Assigned task: Your response must consist of one number: how many lines in this material contain the word "capitalize".

Source data:
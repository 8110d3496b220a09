//! Identifier and namespace validation, and best-effort identifier creation
//! from free-form text.
//!
//! The accepted character set follows the .NET language rules: an identifier
//! starts with a letter or underscore and continues with characters from the
//! Unicode categories Lu, Ll, Lt, Lm, Lo, Nl, Mn, Mc, Nd, Pc and Cf.

use lazy_static::lazy_static;
use regex::Regex;

lazy_static! {
    static ref IDENTIFIER: Regex =
        Regex::new(r"^[\p{L}_][\p{L}\p{Nl}\p{Mn}\p{Mc}\p{Nd}\p{Pc}\p{Cf}]*$").unwrap();
    static ref IDENTIFIER_START: Regex = Regex::new(r"^[\p{L}_]$").unwrap();
    static ref IDENTIFIER_PART: Regex =
        Regex::new(r"^[\p{L}\p{Nl}\p{Mn}\p{Mc}\p{Nd}\p{Pc}\p{Cf}]$").unwrap();
}

/// Returns `true` if `identifier` can be used as a type or member name.
pub fn validate(identifier: &str) -> bool {
    IDENTIFIER.is_match(identifier)
}

/// Returns `true` if `namespace` is a dot-separated list of valid identifiers.
pub fn validate_namespace(namespace: &str) -> bool {
    !namespace.is_empty() && namespace.split('.').all(validate)
}

fn is_start_char(c: char) -> bool {
    let mut buf = [0u8; 4];
    IDENTIFIER_START.is_match(c.encode_utf8(&mut buf))
}

fn is_part_char(c: char) -> bool {
    let mut buf = [0u8; 4];
    IDENTIFIER_PART.is_match(c.encode_utf8(&mut buf))
}

/// Splits on everything that cannot appear in an identifier (plus `_`) and on
/// lowercase-to-uppercase transitions.
fn segments(raw: &str) -> Vec<String> {
    let mut segments = Vec::new();
    let mut current = String::new();
    let mut prev_lower = false;

    for c in raw.chars() {
        if c == '_' || !is_part_char(c) {
            if !current.is_empty() {
                segments.push(std::mem::take(&mut current));
            }
            prev_lower = false;
            continue;
        }

        if prev_lower && c.is_uppercase() && !current.is_empty() {
            segments.push(std::mem::take(&mut current));
        }
        prev_lower = c.is_lowercase();
        current.push(c);
    }

    if !current.is_empty() {
        segments.push(current);
    }
    segments
}

fn capitalize(segment: &str) -> String {
    let mut chars = segment.chars();
    match chars.next() {
        None => String::new(),
        Some(first) => first.to_uppercase().collect::<String>() + chars.as_str(),
    }
}

/// Convert free-form text into a PascalCase identifier.
///
/// `"test identifier-with/separators"` becomes `"TestIdentifierWithSeparators"`
/// and `"0 - Test"` becomes `"_0Test"`. Returns `None` when nothing usable is
/// left after dropping the separators.
pub fn try_create_identifier(raw: &str) -> Option<String> {
    let mut identifier: String = segments(raw).iter().map(|s| capitalize(s)).collect();

    match identifier.chars().next() {
        None => return None,
        Some(first) if !is_start_char(first) => identifier.insert(0, '_'),
        Some(_) => {}
    }

    if validate(&identifier) {
        Some(identifier)
    } else {
        None
    }
}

Reply to the exercise: 2